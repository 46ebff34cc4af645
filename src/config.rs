use std::env;
use std::path::PathBuf;

use anyhow::Result;
use once_cell::sync::Lazy;
use tracing::warn;
use url::Url;

use crate::studio::model::AspectRatio;

pub const DEFAULT_GEMINI_BASE_URL: &str = "https://generativelanguage.googleapis.com/v1beta";

#[derive(Debug, Clone)]
pub struct Config {
    pub log_level: String,
    pub logs_dir: PathBuf,
    pub gemini_api_key: String,
    pub gemini_base_url: String,
    pub gemini_text_model: String,
    pub gemini_image_model: String,
    pub default_aspect_ratio: AspectRatio,
    pub output_dir: PathBuf,
}

pub static CONFIG: Lazy<Config> =
    Lazy::new(|| Config::load().expect("Failed to load configuration"));

fn env_string(name: &str, default: &str) -> String {
    env::var(name).unwrap_or_else(|_| default.to_string())
}

fn env_first_non_empty(names: &[&str]) -> String {
    names
        .iter()
        .filter_map(|name| env::var(name).ok())
        .map(|value| value.trim().to_string())
        .find(|value| !value.is_empty())
        .unwrap_or_default()
}

fn normalize_base_url(value: String) -> String {
    let trimmed = value.trim().trim_end_matches('/');
    if trimmed.is_empty() {
        return DEFAULT_GEMINI_BASE_URL.to_string();
    }

    match Url::parse(trimmed) {
        Ok(url) if matches!(url.scheme(), "http" | "https") => trimmed.to_string(),
        _ => {
            warn!(
                "Invalid GEMINI_BASE_URL value '{}'; using {}.",
                value, DEFAULT_GEMINI_BASE_URL
            );
            DEFAULT_GEMINI_BASE_URL.to_string()
        }
    }
}

fn normalize_aspect_ratio(value: String) -> AspectRatio {
    match value.trim().parse::<AspectRatio>() {
        Ok(ratio) => ratio,
        Err(_) => {
            warn!(
                "Unknown DEFAULT_ASPECT_RATIO value '{}'; defaulting to 16:9.",
                value
            );
            AspectRatio::Landscape
        }
    }
}

impl Config {
    pub fn load() -> Result<Self> {
        Ok(Config {
            log_level: env_string("LOG_LEVEL", "info").to_lowercase(),
            logs_dir: PathBuf::from(env_string("LOGS_DIR", "logs")),
            gemini_api_key: env_first_non_empty(&["GEMINI_API_KEY", "API_KEY"]),
            gemini_base_url: normalize_base_url(env_string(
                "GEMINI_BASE_URL",
                DEFAULT_GEMINI_BASE_URL,
            )),
            gemini_text_model: env_string("GEMINI_TEXT_MODEL", "gemini-2.5-flash"),
            gemini_image_model: env_string("GEMINI_IMAGE_MODEL", "gemini-2.5-flash-image"),
            default_aspect_ratio: normalize_aspect_ratio(env_string(
                "DEFAULT_ASPECT_RATIO",
                "16:9",
            )),
            output_dir: PathBuf::from(env_string("OUTPUT_DIR", "renders")),
        })
    }

    /// The process-wide default credential, if one is configured.
    pub fn default_api_key(&self) -> Option<&str> {
        let key = self.gemini_api_key.trim();
        if key.is_empty() {
            None
        } else {
            Some(key)
        }
    }
}

#[cfg(test)]
mod tests {
    use super::*;

    #[test]
    fn base_url_keeps_valid_values_without_trailing_slash() {
        let url = normalize_base_url("http://127.0.0.1:8080/v1beta/".to_string());
        assert_eq!(url, "http://127.0.0.1:8080/v1beta");
    }

    #[test]
    fn base_url_falls_back_on_garbage() {
        assert_eq!(
            normalize_base_url("not a url".to_string()),
            DEFAULT_GEMINI_BASE_URL
        );
        assert_eq!(normalize_base_url("  ".to_string()), DEFAULT_GEMINI_BASE_URL);
    }

    #[test]
    fn aspect_ratio_falls_back_to_landscape() {
        assert_eq!(normalize_aspect_ratio("9:16".to_string()), AspectRatio::Portrait);
        assert_eq!(normalize_aspect_ratio("4:3".to_string()), AspectRatio::Landscape);
    }
}
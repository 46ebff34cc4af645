use std::time::Instant;

use chrono::{DateTime, Utc};
use serde_json::Value as JsonValue;
use tracing::info;

use crate::utils::logging::TIMING_TARGET;

/// Tracks one user-initiated session operation from request to outcome.
#[derive(Debug)]
pub struct OperationTimer {
    operation: String,
    detail_in: Option<String>,
    started_at: DateTime<Utc>,
    started_perf: Instant,
    status: String,
    detail: Option<String>,
    completed: bool,
}

impl OperationTimer {
    pub fn new(operation: &str, argument: Option<&str>) -> Self {
        OperationTimer {
            operation: operation.to_string(),
            detail_in: argument.map(|value| value.chars().take(300).collect()),
            started_at: Utc::now(),
            started_perf: Instant::now(),
            status: "success".to_string(),
            detail: None,
            completed: false,
        }
    }

    pub fn log_received(&self) {
        info!(
            target: TIMING_TARGET,
            "event=operation_received operation={} received_at={} argument={:?}",
            self.operation,
            self.started_at.to_rfc3339(),
            self.detail_in
        );
    }

    pub fn mark_status(&mut self, status: &str, detail: Option<String>) {
        self.status = status.to_string();
        self.detail = detail;
    }

    pub fn log_completed(&mut self) {
        if self.completed {
            return;
        }
        self.completed = true;
        let completed_at = Utc::now();
        let duration = self.started_perf.elapsed().as_secs_f64();
        info!(
            target: TIMING_TARGET,
            "event=operation_completed operation={} started_at={} completed_at={} duration_s={:.3} status={} detail={}",
            self.operation,
            self.started_at.to_rfc3339(),
            completed_at.to_rfc3339(),
            duration,
            self.status,
            self.detail.clone().unwrap_or_default()
        );
    }
}

impl Drop for OperationTimer {
    fn drop(&mut self) {
        self.log_completed();
    }
}

pub fn start_operation_timer(operation: &str, argument: Option<&str>) -> OperationTimer {
    let timer = OperationTimer::new(operation, argument);
    timer.log_received();
    timer
}

pub fn complete_operation_timer(timer: &mut OperationTimer, status: &str, detail: Option<String>) {
    timer.mark_status(status, detail);
    timer.log_completed();
}

pub async fn log_llm_timing<T, E, F, Fut>(
    provider: &str,
    model: &str,
    operation: &str,
    metadata: Option<JsonValue>,
    call: F,
) -> Result<T, E>
where
    F: FnOnce() -> Fut,
    Fut: std::future::Future<Output = Result<T, E>>,
{
    let started_at = Utc::now();
    let started_perf = Instant::now();
    let metadata_text = metadata
        .as_ref()
        .map(|value| value.to_string())
        .unwrap_or_else(|| "{}".to_string());
    info!(
        target: TIMING_TARGET,
        "event=llm_request provider={} model={} operation={} started_at={} metadata={}",
        provider,
        model,
        operation,
        started_at.to_rfc3339(),
        metadata_text
    );

    let result = call().await;
    let status = if result.is_err() { "error" } else { "success" };

    let completed_at = Utc::now();
    let duration = started_perf.elapsed().as_secs_f64();
    info!(
        target: TIMING_TARGET,
        "event=llm_response provider={} model={} operation={} completed_at={} duration_s={:.3} status={} metadata={}",
        provider,
        model,
        operation,
        completed_at.to_rfc3339(),
        duration,
        status,
        metadata_text
    );

    result
}
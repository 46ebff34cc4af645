use std::fmt;
use std::str::FromStr;

use serde::{Deserialize, Serialize};

use crate::error::StudioError;

/// Free-text appearance and setting attributes. Empty string means unset.
#[derive(Debug, Clone, Default, PartialEq, Eq, Serialize, Deserialize)]
#[serde(default)]
pub struct CharacterDNA {
    pub base_description: String,
    pub face: String,
    pub eyes: String,
    pub clothes: String,
    pub body: String,
    pub setting: String,
    pub visual_style: String,
}

#[derive(Debug, Clone, Default, PartialEq, Eq, Serialize, Deserialize)]
#[serde(default)]
pub struct SceneData {
    pub action: String,
    pub dialogue1: String,
    pub dialogue2: String,
    pub dialogue3: String,
}

/// The single unit of session state. Reference images are data URLs.
#[derive(Debug, Clone, Default, PartialEq, Eq, Serialize, Deserialize)]
#[serde(default)]
pub struct StudioState {
    pub scene: SceneData,
    pub character_dna: CharacterDNA,
    #[serde(rename = "referenceImage")]
    pub reference_image: Option<String>,
    #[serde(rename = "characterReferenceImage")]
    pub character_reference_image: Option<String>,
    #[serde(rename = "lastGeneratedOutput")]
    pub last_generated_output: Option<JsonOutput>,
}

#[derive(Debug, Clone, PartialEq, Eq, Serialize, Deserialize)]
pub struct SceneOutput {
    pub action: String,
    pub dialogue_1: Option<String>,
    pub dialogue_2: Option<String>,
    pub dialogue_3: Option<String>,
}

#[derive(Debug, Clone, PartialEq, Eq, Serialize, Deserialize)]
pub struct JsonOutput {
    pub scene_id: u32,
    pub character_dna: CharacterDNA,
    pub scene_data: SceneOutput,
    pub final_prompt_for_ai: String,
}

#[derive(Debug, Clone, Copy, PartialEq, Eq)]
pub enum OutputKind {
    Image,
    Video,
}

impl OutputKind {
    pub fn as_str(self) -> &'static str {
        match self {
            OutputKind::Image => "image",
            OutputKind::Video => "video",
        }
    }
}

impl FromStr for OutputKind {
    type Err = StudioError;

    fn from_str(value: &str) -> Result<Self, Self::Err> {
        match value.trim().to_ascii_lowercase().as_str() {
            "image" => Ok(OutputKind::Image),
            "video" => Ok(OutputKind::Video),
            _ => Err(StudioError::InvalidOutputKind(value.to_string())),
        }
    }
}

#[derive(Debug, Clone, Copy, PartialEq, Eq)]
pub enum AspectRatio {
    Square,
    Landscape,
    Portrait,
}

impl AspectRatio {
    pub const ALL: [AspectRatio; 3] = [
        AspectRatio::Square,
        AspectRatio::Landscape,
        AspectRatio::Portrait,
    ];

    pub fn as_str(self) -> &'static str {
        match self {
            AspectRatio::Square => "1:1",
            AspectRatio::Landscape => "16:9",
            AspectRatio::Portrait => "9:16",
        }
    }
}

impl fmt::Display for AspectRatio {
    fn fmt(&self, f: &mut fmt::Formatter<'_>) -> fmt::Result {
        f.write_str(self.as_str())
    }
}

impl FromStr for AspectRatio {
    type Err = StudioError;

    fn from_str(value: &str) -> Result<Self, Self::Err> {
        AspectRatio::ALL
            .into_iter()
            .find(|ratio| ratio.as_str() == value.trim())
            .ok_or_else(|| StudioError::InvalidAspectRatio(value.to_string()))
    }
}

#[derive(Debug, Clone, Copy, PartialEq, Eq)]
pub enum DescribeMode {
    General,
    CharacterOnly,
}

impl DescribeMode {
    pub fn as_str(self) -> &'static str {
        match self {
            DescribeMode::General => "general",
            DescribeMode::CharacterOnly => "character_only",
        }
    }
}

impl FromStr for DescribeMode {
    type Err = StudioError;

    fn from_str(value: &str) -> Result<Self, Self::Err> {
        match value.trim().to_ascii_lowercase().as_str() {
            "general" => Ok(DescribeMode::General),
            "character_only" | "character" => Ok(DescribeMode::CharacterOnly),
            _ => Err(StudioError::InvalidDescribeMode(value.to_string())),
        }
    }
}

/// The two image slots of a session.
#[derive(Debug, Clone, Copy, PartialEq, Eq, Hash)]
pub enum ReferenceSlot {
    /// Setting / visual-elements reference.
    Reference,
    Character,
}

impl ReferenceSlot {
    pub fn as_str(self) -> &'static str {
        match self {
            ReferenceSlot::Reference => "reference",
            ReferenceSlot::Character => "character",
        }
    }

    pub fn describe_mode(self) -> DescribeMode {
        match self {
            ReferenceSlot::Reference => DescribeMode::General,
            ReferenceSlot::Character => DescribeMode::CharacterOnly,
        }
    }
}

impl FromStr for ReferenceSlot {
    type Err = String;

    fn from_str(value: &str) -> Result<Self, Self::Err> {
        match value.trim().to_ascii_lowercase().as_str() {
            "reference" | "ref" | "setting" => Ok(ReferenceSlot::Reference),
            "character" | "char" => Ok(ReferenceSlot::Character),
            other => Err(format!("Unknown image slot '{other}' (expected reference or character)")),
        }
    }
}

#[derive(Debug, Clone, Copy, PartialEq, Eq)]
pub enum CharacterField {
    BaseDescription,
    Face,
    Eyes,
    Clothes,
    Body,
    Setting,
    VisualStyle,
}

impl CharacterField {
    pub const ALL: [CharacterField; 7] = [
        CharacterField::BaseDescription,
        CharacterField::Face,
        CharacterField::Eyes,
        CharacterField::Clothes,
        CharacterField::Body,
        CharacterField::Setting,
        CharacterField::VisualStyle,
    ];

    /// Fields that describe the character itself rather than its surroundings.
    pub const CHARACTER_ONLY: [CharacterField; 5] = [
        CharacterField::BaseDescription,
        CharacterField::Face,
        CharacterField::Eyes,
        CharacterField::Clothes,
        CharacterField::Body,
    ];

    pub fn key(self) -> &'static str {
        match self {
            CharacterField::BaseDescription => "base_description",
            CharacterField::Face => "face",
            CharacterField::Eyes => "eyes",
            CharacterField::Clothes => "clothes",
            CharacterField::Body => "body",
            CharacterField::Setting => "setting",
            CharacterField::VisualStyle => "visual_style",
        }
    }
}

#[derive(Debug, Clone, Copy, PartialEq, Eq)]
pub enum SceneField {
    Action,
    Dialogue1,
    Dialogue2,
    Dialogue3,
}

impl SceneField {
    pub fn key(self) -> &'static str {
        match self {
            SceneField::Action => "action",
            SceneField::Dialogue1 => "dialogue1",
            SceneField::Dialogue2 => "dialogue2",
            SceneField::Dialogue3 => "dialogue3",
        }
    }
}

/// Any field a user can edit directly.
#[derive(Debug, Clone, Copy, PartialEq, Eq)]
pub enum EditableField {
    Character(CharacterField),
    Scene(SceneField),
}

impl FromStr for EditableField {
    type Err = String;

    fn from_str(value: &str) -> Result<Self, Self::Err> {
        let key = value.trim().to_ascii_lowercase();
        if let Some(field) = CharacterField::ALL
            .into_iter()
            .find(|field| field.key() == key)
        {
            return Ok(EditableField::Character(field));
        }
        [
            SceneField::Action,
            SceneField::Dialogue1,
            SceneField::Dialogue2,
            SceneField::Dialogue3,
        ]
        .into_iter()
        .find(|field| field.key() == key)
        .map(EditableField::Scene)
        .ok_or_else(|| format!("Unknown field '{value}'"))
    }
}

impl CharacterDNA {
    pub fn get(&self, field: CharacterField) -> &str {
        match field {
            CharacterField::BaseDescription => &self.base_description,
            CharacterField::Face => &self.face,
            CharacterField::Eyes => &self.eyes,
            CharacterField::Clothes => &self.clothes,
            CharacterField::Body => &self.body,
            CharacterField::Setting => &self.setting,
            CharacterField::VisualStyle => &self.visual_style,
        }
    }

    pub fn get_mut(&mut self, field: CharacterField) -> &mut String {
        match field {
            CharacterField::BaseDescription => &mut self.base_description,
            CharacterField::Face => &mut self.face,
            CharacterField::Eyes => &mut self.eyes,
            CharacterField::Clothes => &mut self.clothes,
            CharacterField::Body => &mut self.body,
            CharacterField::Setting => &mut self.setting,
            CharacterField::VisualStyle => &mut self.visual_style,
        }
    }
}

impl SceneData {
    pub fn get_mut(&mut self, field: SceneField) -> &mut String {
        match field {
            SceneField::Action => &mut self.action,
            SceneField::Dialogue1 => &mut self.dialogue1,
            SceneField::Dialogue2 => &mut self.dialogue2,
            SceneField::Dialogue3 => &mut self.dialogue3,
        }
    }
}

impl StudioState {
    pub fn with_dna_field(&self, field: CharacterField, value: impl Into<String>) -> StudioState {
        let mut next = self.clone();
        *next.character_dna.get_mut(field) = value.into();
        next
    }

    pub fn with_scene_field(&self, field: SceneField, value: impl Into<String>) -> StudioState {
        let mut next = self.clone();
        *next.scene.get_mut(field) = value.into();
        next
    }

    pub fn with_field(&self, field: EditableField, value: impl Into<String>) -> StudioState {
        match field {
            EditableField::Character(field) => self.with_dna_field(field, value),
            EditableField::Scene(field) => self.with_scene_field(field, value),
        }
    }

    pub fn reference(&self, slot: ReferenceSlot) -> Option<&str> {
        match slot {
            ReferenceSlot::Reference => self.reference_image.as_deref(),
            ReferenceSlot::Character => self.character_reference_image.as_deref(),
        }
    }

    pub fn with_reference(&self, slot: ReferenceSlot, data_url: Option<String>) -> StudioState {
        let mut next = self.clone();
        match slot {
            ReferenceSlot::Reference => next.reference_image = data_url,
            ReferenceSlot::Character => next.character_reference_image = data_url,
        }
        next
    }
}
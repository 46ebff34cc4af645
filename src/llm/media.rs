use std::fmt;
use std::path::Path;

use base64::{engine::general_purpose, Engine as _};
use once_cell::sync::Lazy;
use regex::Regex;

use crate::error::StudioError;

static DATA_URL_RE: Lazy<Regex> = Lazy::new(|| {
    Regex::new(r"^data:([a-zA-Z0-9]+/[a-zA-Z0-9\-.+]+);base64,(.+)$").expect("valid data url regex")
});

/// A `data:<mime>;base64,<payload>` string split into its two halves.
#[derive(Debug, Clone, PartialEq, Eq)]
pub struct DataUrl {
    pub mime_type: String,
    pub data: String,
}

impl DataUrl {
    pub fn parse(value: &str) -> Result<Self, StudioError> {
        let captures = DATA_URL_RE
            .captures(value)
            .ok_or_else(|| StudioError::MalformedDataUrl(truncate_for_error(value)))?;
        Ok(DataUrl {
            mime_type: captures[1].to_string(),
            data: captures[2].to_string(),
        })
    }

    pub fn from_bytes(mime_type: &str, bytes: &[u8]) -> Self {
        DataUrl {
            mime_type: mime_type.to_string(),
            data: general_purpose::STANDARD.encode(bytes),
        }
    }

    pub fn png(data: impl Into<String>) -> Self {
        DataUrl {
            mime_type: "image/png".to_string(),
            data: data.into(),
        }
    }

    pub fn decode(&self) -> Result<Vec<u8>, StudioError> {
        general_purpose::STANDARD
            .decode(self.data.trim())
            .map_err(|err| StudioError::MalformedDataUrl(format!("payload is not base64: {err}")))
    }
}

impl fmt::Display for DataUrl {
    fn fmt(&self, f: &mut fmt::Formatter<'_>) -> fmt::Result {
        write!(f, "data:{};base64,{}", self.mime_type, self.data)
    }
}

fn truncate_for_error(value: &str) -> String {
    const LIMIT: usize = 48;
    if value.chars().count() <= LIMIT {
        return value.to_string();
    }
    let truncated: String = value.chars().take(LIMIT).collect();
    format!("{truncated}...")
}

pub fn detect_mime_type(data: &[u8]) -> Option<String> {
    if data.len() > 12 {
        let ftyp = &data[4..12];
        if ftyp.starts_with(b"ftyp") {
            let brand = &ftyp[4..8];
            if brand == b"heic" || brand == b"heif" || brand == b"hevc" {
                return Some("image/heic".to_string());
            }
        }
    }

    infer::get(data).map(|kind| kind.mime_type().to_string())
}

fn mime_for_extension(path: &Path) -> Option<&'static str> {
    let extension = path.extension()?.to_str()?.to_ascii_lowercase();
    match extension.as_str() {
        "png" => Some("image/png"),
        "jpg" | "jpeg" => Some("image/jpeg"),
        "webp" => Some("image/webp"),
        "gif" => Some("image/gif"),
        "heic" | "heif" => Some("image/heic"),
        _ => None,
    }
}

pub async fn read_file_as_data_url(path: &Path) -> Result<String, StudioError> {
    let bytes = tokio::fs::read(path).await?;
    let mime_type = detect_mime_type(&bytes)
        .or_else(|| mime_for_extension(path).map(str::to_string))
        .unwrap_or_else(|| "application/octet-stream".to_string());
    Ok(DataUrl::from_bytes(&mime_type, &bytes).to_string())
}

#[cfg(test)]
mod tests {
    use super::*;

    const PNG_HEADER: &[u8] = &[
        0x89, b'P', b'N', b'G', 0x0D, 0x0A, 0x1A, 0x0A, 0, 0, 0, 0x0D, b'I', b'H', b'D', b'R',
    ];

    #[test]
    fn parses_mime_type_and_payload() {
        let parsed = DataUrl::parse("data:image/svg+xml;base64,PHN2Zz4=").unwrap();
        assert_eq!(parsed.mime_type, "image/svg+xml");
        assert_eq!(parsed.data, "PHN2Zz4=");
        assert_eq!(parsed.to_string(), "data:image/svg+xml;base64,PHN2Zz4=");
    }

    #[test]
    fn rejects_strings_that_are_not_data_urls() {
        for value in [
            "not-a-data-url",
            "data:image/png;base64,",
            "data:;base64,AAAA",
            "data:image/png,AAAA",
            "data:image/p_ng;base64,AAAA",
        ] {
            assert!(
                matches!(DataUrl::parse(value), Err(StudioError::MalformedDataUrl(_))),
                "{value} should be rejected"
            );
        }
    }

    #[test]
    fn detects_png_from_content() {
        assert_eq!(detect_mime_type(PNG_HEADER).as_deref(), Some("image/png"));
        assert_eq!(detect_mime_type(b"plain text"), None);
    }

    #[tokio::test]
    async fn reads_file_into_data_url() {
        let dir = tempfile::tempdir().unwrap();
        let path = dir.path().join("upload.bin");
        std::fs::write(&path, PNG_HEADER).unwrap();

        let data_url = read_file_as_data_url(&path).await.unwrap();
        let parsed = DataUrl::parse(&data_url).unwrap();
        assert_eq!(parsed.mime_type, "image/png");
        assert_eq!(parsed.decode().unwrap(), PNG_HEADER);
    }

    #[tokio::test]
    async fn falls_back_to_extension_then_octet_stream() {
        let dir = tempfile::tempdir().unwrap();
        let jpg = dir.path().join("photo.JPG");
        std::fs::write(&jpg, b"no magic here").unwrap();
        let other = dir.path().join("notes.txt");
        std::fs::write(&other, b"no magic here").unwrap();

        let jpg_url = read_file_as_data_url(&jpg).await.unwrap();
        assert!(jpg_url.starts_with("data:image/jpeg;base64,"));
        let other_url = read_file_as_data_url(&other).await.unwrap();
        assert!(other_url.starts_with("data:application/octet-stream;base64,"));
    }
}
#[cfg(test)]
mod tests {
    use super::*;

    fn record(image: &str, text: &str) -> ClassificationRecord {
        ClassificationRecord {
            image_path: image.to_string(),
            language_detected: "te, en".to_string(),
            extracted_text: text.to_string(),
            prediction: "Fake".to_string(),
        }
    }

    #[test]
    fn creates_header_only_file() {
        let dir = tempfile::tempdir().unwrap();
        let path = dir.path().join("results/predictions.csv");

        let store = ResultStore::open(&path).unwrap();

        assert_eq!(
            fs::read_to_string(&path).unwrap(),
            "image_path,language_detected,extracted_text,prediction\n"
        );
        assert_eq!(store.count().unwrap(), 0);
        assert!(!dir.path().join("results/predictions.csv.tmp").exists());
    }

    #[test]
    fn append_adds_exactly_one_record() {
        let dir = tempfile::tempdir().unwrap();
        let store = ResultStore::open(dir.path().join("p.csv")).unwrap();
        store.append(&record("a.png", "first")).unwrap();
        store.append(&record("b.png", "second")).unwrap();

        let r = record("c.png", "with, comma and \"quotes\"");
        store.append(&r).unwrap();

        let records = store.records().unwrap();
        assert_eq!(records.len(), 3);
        assert_eq!(records.last(), Some(&r));
    }

    #[test]
    fn duplicate_records_are_kept() {
        let dir = tempfile::tempdir().unwrap();
        let store = ResultStore::open(dir.path().join("p.csv")).unwrap();
        let r = record("same.png", "");

        store.append(&r).unwrap();
        store.append(&r).unwrap();

        assert_eq!(store.records().unwrap(), vec![r.clone(), r]);
    }

    #[test]
    fn reopening_keeps_existing_records() {
        let dir = tempfile::tempdir().unwrap();
        let path = dir.path().join("p.csv");
        ResultStore::open(&path)
            .unwrap()
            .append(&record("a.png", "x"))
            .unwrap();

        let store = ResultStore::open(&path).unwrap();
        store.append(&record("b.png", "y")).unwrap();

        assert_eq!(store.count().unwrap(), 2);
    }

    #[test]
    fn foreign_header_is_rejected() {
        let dir = tempfile::tempdir().unwrap();
        let path = dir.path().join("p.csv");
        fs::write(&path, "title,url\nfoo,bar\n").unwrap();

        assert!(matches!(
            ResultStore::open(&path),
            Err(StoreError::SchemaMismatch { .. })
        ));
    }

    #[test]
    fn torn_tail_is_dropped_before_append() {
        let dir = tempfile::tempdir().unwrap();
        let path = dir.path().join("p.csv");
        let store = ResultStore::open(&path).unwrap();
        store.append(&record("a.png", "ok")).unwrap();

        let mut file = OpenOptions::new().append(true).open(&path).unwrap();
        file.write_all(b"b.png,en,half writ").unwrap();
        drop(file);

        store.append(&record("c.png", "after")).unwrap();

        let images = store
            .records()
            .unwrap()
            .into_iter()
            .map(|r| r.image_path)
            .collect::<Vec<_>>();
        assert_eq!(images, vec!["a.png", "c.png"]);
    }

    #[test]
    fn complete_record_without_newline_is_kept() {
        let dir = tempfile::tempdir().unwrap();
        let path = dir.path().join("p.csv");
        fs::write(
            &path,
            "image_path,language_detected,extracted_text,prediction\nold.png,en,hello,Real",
        )
        .unwrap();
        let store = ResultStore::open(&path).unwrap();
        assert_eq!(store.count().unwrap(), 1);

        store.append(&record("a.png", "x")).unwrap();

        let images = store
            .records()
            .unwrap()
            .into_iter()
            .map(|r| r.image_path)
            .collect::<Vec<_>>();
        assert_eq!(images, vec!["old.png", "a.png"]);
    }

    #[test]
    fn header_without_newline_is_kept() {
        let dir = tempfile::tempdir().unwrap();
        let path = dir.path().join("p.csv");
        fs::write(&path, "image_path,language_detected,extracted_text,prediction").unwrap();
        let store = ResultStore::open(&path).unwrap();

        store.append(&record("a.png", "x")).unwrap();

        assert_eq!(store.records().unwrap(), vec![record("a.png", "x")]);
        assert!(
            fs::read_to_string(&path)
                .unwrap()
                .starts_with("image_path,language_detected,extracted_text,prediction\n")
        );
    }

    #[test]
    fn torn_quoted_field_is_dropped_before_append() {
        let dir = tempfile::tempdir().unwrap();
        let path = dir.path().join("p.csv");
        let store = ResultStore::open(&path).unwrap();
        store.append(&record("a.png", "ok")).unwrap();

        // Interrupted inside a quoted field that spans lines
        let mut file = OpenOptions::new().append(true).open(&path).unwrap();
        file.write_all(b"b.png,en,\"first line\nsecond, li").unwrap();
        drop(file);

        store.append(&record("c.png", "after")).unwrap();

        assert_eq!(
            store.records().unwrap(),
            vec![record("a.png", "ok"), record("c.png", "after")]
        );
    }

    #[test]
    fn unterminated_quote_in_last_field_is_dropped() {
        let dir = tempfile::tempdir().unwrap();
        let path = dir.path().join("p.csv");
        let store = ResultStore::open(&path).unwrap();
        store.append(&record("a.png", "ok")).unwrap();

        let mut file = OpenOptions::new().append(true).open(&path).unwrap();
        file.write_all(b"b.png,en,text,\"Fa").unwrap();
        drop(file);

        store.append(&record("c.png", "after")).unwrap();

        assert_eq!(
            store.records().unwrap(),
            vec![record("a.png", "ok"), record("c.png", "after")]
        );
    }

    #[test]
    fn damaged_header_is_never_truncated() {
        let dir = tempfile::tempdir().unwrap();
        let path = dir.path().join("p.csv");
        let damaged = "image_path,language_detected,extracted_text,\"prediction";
        fs::write(&path, damaged).unwrap();

        let appended = ResultStore::open(&path).and_then(|store| store.append(&record("a.png", "x")));

        assert!(appended.is_err());
        assert_eq!(fs::read_to_string(&path).unwrap(), damaged);
    }

    #[test]
    fn recreates_store_deleted_after_open() {
        let dir = tempfile::tempdir().unwrap();
        let path = dir.path().join("p.csv");
        let store = ResultStore::open(&path).unwrap();
        fs::remove_file(&path).unwrap();

        store.append(&record("a.png", "x")).unwrap();

        assert_eq!(store.count().unwrap(), 1);
    }

    #[test]
    fn concurrent_appends_do_not_interleave() {
        let dir = tempfile::tempdir().unwrap();
        let store = std::sync::Arc::new(ResultStore::open(dir.path().join("p.csv")).unwrap());

        let handles = (0..4)
            .map(|t| {
                let store = store.clone();
                std::thread::spawn(move || {
                    for i in 0..10 {
                        store.append(&record(&format!("{t}-{i}.png"), "text")).unwrap();
                    }
                })
            })
            .collect::<Vec<_>>();
        for handle in handles {
            handle.join().unwrap();
        }

        assert_eq!(store.count().unwrap(), 40);
    }
}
******
◆ **What you should do**:
Reproduce every line from the listing above that holds the word "event".

◆ **Written answer**:
            "event=operation_received operation={} received_at={} argument={:?}",
            "event=operation_completed operation={} started_at={} completed_at={} duration_s={:.3} status={} detail={}",
        "event=llm_request provider={} model={} operation={} started_at={} metadata={}",
        "event=llm_response provider={} model={} operation={} completed_at={} duration_s={:.3} status={} metadata={}",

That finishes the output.